Najczęściej jest jednak tak, że trudności, które przewidujemy, po prostu
nigdy nie przychodzą, bo życie jest nieprzewidywalne i może bardziej
złożone, niż potrafimy to sobie wymyślić. Pięknej lekcji udziela nam sam
Chrystus mówiąc: "Dlatego powiadam wam: Nie troszczcie się o życie
swoje, co będziecie jedli albo co będziecie pili, ani o ciało swoje,
czym się przyodziewać będziecie. Czyż życie nie jest czymś więcej niż
pokarm, a ciało niż odzienie?" - Mat. 6:25. Może te słowa dla niektórych
są dowodem przemawiającym za tym, że w kwestii naszego codziennego życia
i zapewnienia bytu jesteśmy zwolnieni z jakichkolwiek obowiązków -
możemy być leniwi, niedbali, nieobowiązkowi w pracy, nie wykazujący
troski o własną rodzinę. Chyba nie to chciał nam Pan powiedzieć przez tę
lekcję. Apostoł Paweł komentuje jakby te słowa, uprzedzając niejako
wątpliwości: "Słudzy, bądźcie posłuszni panom na ziemi, z bojaźnią i ze
drżeniem, w prostocie serca swego, jak Chrystusowi, nie pełniąc służby
dla oka, jakobyście chcieli ludziom się przypodobać, lecz jako słudzy
Chrystusowi, którzy pełnią wolę Bożą z całej duszy, służąc dobrą wolą
jako Panu, a nie ludziom" - Efez. 6:5-7. Może trudno jest każdą pracę
wykonać tak, jak napisał tu apostoł, ale warto chyba dołożyć starań, aby
inni mogli zobaczyć, że służymy "jako Panu" - jest to dobre świadectwo,
czasem słowa bywają zbędne. Wydaje się więc, że owo Pańskie "nie
troszczcie się" należy odczytać jako zachętę do tego, by nie zamartwiać
się rzeczami niepotrzebnymi, czyli przede wszystkim takimi, na które nie
mamy wpływu, a mogą one skutecznie zatruć nasz umysł paraliżując
konstruktywne myślenie i działanie. "Niech się nie trwoży serce wasze i
niech się nie lęka." - Jan 14:27. Dotyczy to nie tylko spraw ciała, ale
również tych duchowych np. głoszenia Ewangelii - czasem może lękamy się,
że powiemy coś "nie tak", że źle komuś przedstawimy nasze nadzieje.

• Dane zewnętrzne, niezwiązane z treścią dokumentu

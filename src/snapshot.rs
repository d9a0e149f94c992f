// =============================================================================
// CN DASHBOARD — snapshot.rs
// Imported statistics snapshot and the shared store that hands it out
// =============================================================================

use crate::nation::{Nation, War, WarCounts};
use chrono::{DateTime, Utc};
use std::sync::Arc;
use tokio::sync::RwLock;

pub const DEFAULT_SNAPSHOT_TTL_SECS: u64 = 3600;

#[derive(Debug, Clone)]
pub struct Snapshot {
    pub nations: Vec<Nation>,
    pub wars: Vec<War>,
    pub loaded_at: DateTime<Utc>,
}

impl Snapshot {
    pub fn new(nations: Vec<Nation>, wars: Vec<War>) -> Self {
        Snapshot { nations, wars, loaded_at: Utc::now() }
    }

    pub fn alliance_nations(&self, alliance_id: u64) -> Vec<&Nation> {
        self.nations
            .iter()
            .filter(|n| n.alliance_id == alliance_id)
            .collect()
    }

    pub fn war_counts(&self) -> WarCounts {
        WarCounts::from_wars(&self.wars)
    }

    pub fn active_war_count(&self) -> usize {
        self.wars.iter().filter(|w| w.is_active()).count()
    }
}

// -----------------------------------------------------------------------------
// SnapshotStore — one current snapshot, swapped whole on reload
// -----------------------------------------------------------------------------

pub struct SnapshotStore {
    current: RwLock<Option<Arc<Snapshot>>>,
    ttl_secs: u64,
}

impl SnapshotStore {
    pub fn new(ttl_secs: u64) -> Self {
        SnapshotStore { current: RwLock::new(None), ttl_secs }
    }

    pub async fn replace(&self, snapshot: Snapshot) {
        let mut guard = self.current.write().await;
        *guard = Some(Arc::new(snapshot));
    }

    pub async fn current(&self) -> Option<Arc<Snapshot>> {
        self.current.read().await.clone()
    }

    pub async fn age_secs(&self, now: DateTime<Utc>) -> Option<u64> {
        self.current()
            .await
            .map(|s| (now - s.loaded_at).num_seconds().max(0) as u64)
    }

    /// Missing snapshots count as stale.
    pub async fn is_stale(&self, now: DateTime<Utc>) -> bool {
        match self.age_secs(now).await {
            Some(age) => age >= self.ttl_secs,
            None => true,
        }
    }

    pub fn ttl_secs(&self) -> u64 {
        self.ttl_secs
    }
}
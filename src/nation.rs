// =============================================================================
// CN DASHBOARD — nation.rs
// Snapshot records: nations, wars and the per-nation war count index
// =============================================================================
//
// Records arrive from the published statistics files as-is. Technology,
// infrastructure and land are kept as the raw published strings (they carry
// thousands separators) and parsed on demand.
// =============================================================================

use crate::constants::{open_defensive_slots, war_status_is_active};
use serde::{Deserialize, Serialize};
use std::collections::HashMap;

/// Parse a published numeric field such as "12,345.67".
/// Anything unparsable or non-finite is 0.
pub fn parse_game_number(raw: &str) -> f64 {
    let cleaned: String = raw
        .chars()
        .filter(|c| *c != ',' && !c.is_whitespace())
        .collect();
    match cleaned.parse::<f64>() {
        Ok(v) if v.is_finite() => v,
        _ => 0.0,
    }
}

// -----------------------------------------------------------------------------
// Nation
// -----------------------------------------------------------------------------

#[derive(Debug, Clone, Default, PartialEq, Serialize, Deserialize)]
#[serde(rename_all = "camelCase")]
pub struct Nation {
    pub id: u64,
    pub name: String,
    pub ruler: String,
    pub alliance: String,
    pub alliance_id: u64, // 0 = unaligned
    pub strength: f64,
    pub technology: String,
    pub infrastructure: String,
    pub land: String,
    pub nuclear_weapons: u32,
    pub activity: String,
    pub government_type: String,
    pub in_war_mode: bool,
    pub rank: Option<u32>,
}

impl Nation {
    pub fn technology_value(&self) -> f64 {
        parse_game_number(&self.technology)
    }

    pub fn infrastructure_value(&self) -> f64 {
        parse_game_number(&self.infrastructure)
    }

    pub fn land_value(&self) -> f64 {
        parse_game_number(&self.land)
    }

    pub fn is_anarchy(&self) -> bool {
        self.government_type.trim().eq_ignore_ascii_case("anarchy")
    }

    pub fn is_unaligned(&self) -> bool {
        self.alliance_id == 0
    }
}

// -----------------------------------------------------------------------------
// War
// -----------------------------------------------------------------------------

#[derive(Debug, Clone, Default, PartialEq, Serialize, Deserialize)]
#[serde(rename_all = "camelCase")]
pub struct War {
    pub war_id: u64,
    pub declaring_id: u64,
    pub receiving_id: u64,
    pub declaring_alliance_id: u64,
    pub receiving_alliance_id: u64,
    pub status: String,
}

impl War {
    pub fn is_active(&self) -> bool {
        war_status_is_active(&self.status)
    }
}

// -----------------------------------------------------------------------------
// WarCounts — active wars per nation, split by side
// -----------------------------------------------------------------------------

#[derive(Debug, Clone, Copy, Default, PartialEq, Eq)]
struct SideCounts {
    attacking: u32,
    defending: u32,
}

#[derive(Debug, Clone, Default)]
pub struct WarCounts {
    counts: HashMap<u64, SideCounts>,
}

impl WarCounts {
    pub fn from_wars(wars: &[War]) -> Self {
        let mut counts: HashMap<u64, SideCounts> = HashMap::new();
        for war in wars.iter().filter(|w| w.is_active()) {
            counts.entry(war.declaring_id).or_default().attacking += 1;
            counts.entry(war.receiving_id).or_default().defending += 1;
        }
        WarCounts { counts }
    }

    pub fn attacking(&self, nation_id: u64) -> u32 {
        self.counts.get(&nation_id).map(|c| c.attacking).unwrap_or(0)
    }

    pub fn defending(&self, nation_id: u64) -> u32 {
        self.counts.get(&nation_id).map(|c| c.defending).unwrap_or(0)
    }

    pub fn open_slots(&self, nation_id: u64) -> u32 {
        open_defensive_slots(self.defending(nation_id))
    }
}

#[cfg(test)]
mod tests {
    use super::*;

    fn war(declaring_id: u64, receiving_id: u64, status: &str) -> War {
        War {
            war_id: declaring_id * 1000 + receiving_id,
            declaring_id,
            receiving_id,
            declaring_alliance_id: 1,
            receiving_alliance_id: 2,
            status: status.to_string(),
        }
    }

    #[test]
    fn test_parse_game_number_separators() {
        assert_eq!(parse_game_number("12,345.50"), 12345.5);
        assert_eq!(parse_game_number(" 1 000 "), 1000.0);
        assert_eq!(parse_game_number("42"), 42.0);
    }

    #[test]
    fn test_parse_game_number_garbage_is_zero() {
        assert_eq!(parse_game_number(""), 0.0);
        assert_eq!(parse_game_number("n/a"), 0.0);
        assert_eq!(parse_game_number("NaN"), 0.0);
        assert_eq!(parse_game_number("inf"), 0.0);
    }

    #[test]
    fn test_anarchy_case_insensitive() {
        let mut n = Nation { government_type: "ANARCHY".into(), ..Default::default() };
        assert!(n.is_anarchy());
        n.government_type = "Democracy".into();
        assert!(!n.is_anarchy());
    }

    #[test]
    fn test_war_counts_skip_inactive() {
        let wars = vec![
            war(1, 10, "Active"),
            war(2, 10, "Ended"),
            war(3, 10, "EXPIRED"),
            war(4, 10, "Peace Offered"),
            war(1, 11, "active"),
        ];
        let counts = WarCounts::from_wars(&wars);
        assert_eq!(counts.defending(10), 2);
        assert_eq!(counts.attacking(1), 2);
        assert_eq!(counts.attacking(2), 0);
        assert_eq!(counts.defending(11), 1);
        assert_eq!(counts.open_slots(10), 1);
    }

    #[test]
    fn test_war_counts_unknown_nation_is_zero() {
        let counts = WarCounts::from_wars(&[]);
        assert_eq!(counts.attacking(99), 0);
        assert_eq!(counts.defending(99), 0);
        assert_eq!(counts.open_slots(99), 3);
    }

    #[test]
    fn test_open_slots_clamped_when_over_cap() {
        let wars: Vec<War> = (1..=4).map(|a| war(a, 50, "Active")).collect();
        let counts = WarCounts::from_wars(&wars);
        assert_eq!(counts.defending(50), 4);
        assert_eq!(counts.open_slots(50), 0);
    }
}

Trudno wtedy rozmawiać, bo myślimy nie o tym, o czym naprawdę
powinniśmy. Gdyby nasze zaufanie do Pana było choć odrobinę większe, być
może łatwiej przychodziłoby zdanie się na Niego w trudnych dla nas
chwilach. Powiedział przecież, że nie powinniśmy się kłopotać o to, co i
w jaki sposób mamy mówić, i to nawet w dużo trudniejszych sytuacjach niż
np. rozmowa z sąsiadem czy kolegą w pracy. "I z mego powodu zawiodą was
przed namiestników i królów, abyście złożyli świadectwo przed nimi i
poganami. A gdy was wydadzą, nie troszczcie się, jak i co macie mówić;
albowiem będzie wam dane w tej godzinie, co macie mówić. Bo nie wy
jesteście tymi, którzy mówią, lecz Duch Ojca waszego, który mówi w was."
- Mat. 10:18-20. Wygląda na to, że dla wierzącego człowieka pozostawiony
jest bardzo mały margines na zmartwienia i troski, o ile położymy naszą
ufność w Panu i damy się Mu spokojnie poprowadzić, Jemu powierzając
nasze kłopoty. On niezmiennie oferuje nam swój pokój, tak samo jak
oferował go pierwszym swoim naśladowcom - tylko czy chcemy przez wiarę
złożyć na Niego nasze problemy i odsunąć od siebie to co nas dręczy?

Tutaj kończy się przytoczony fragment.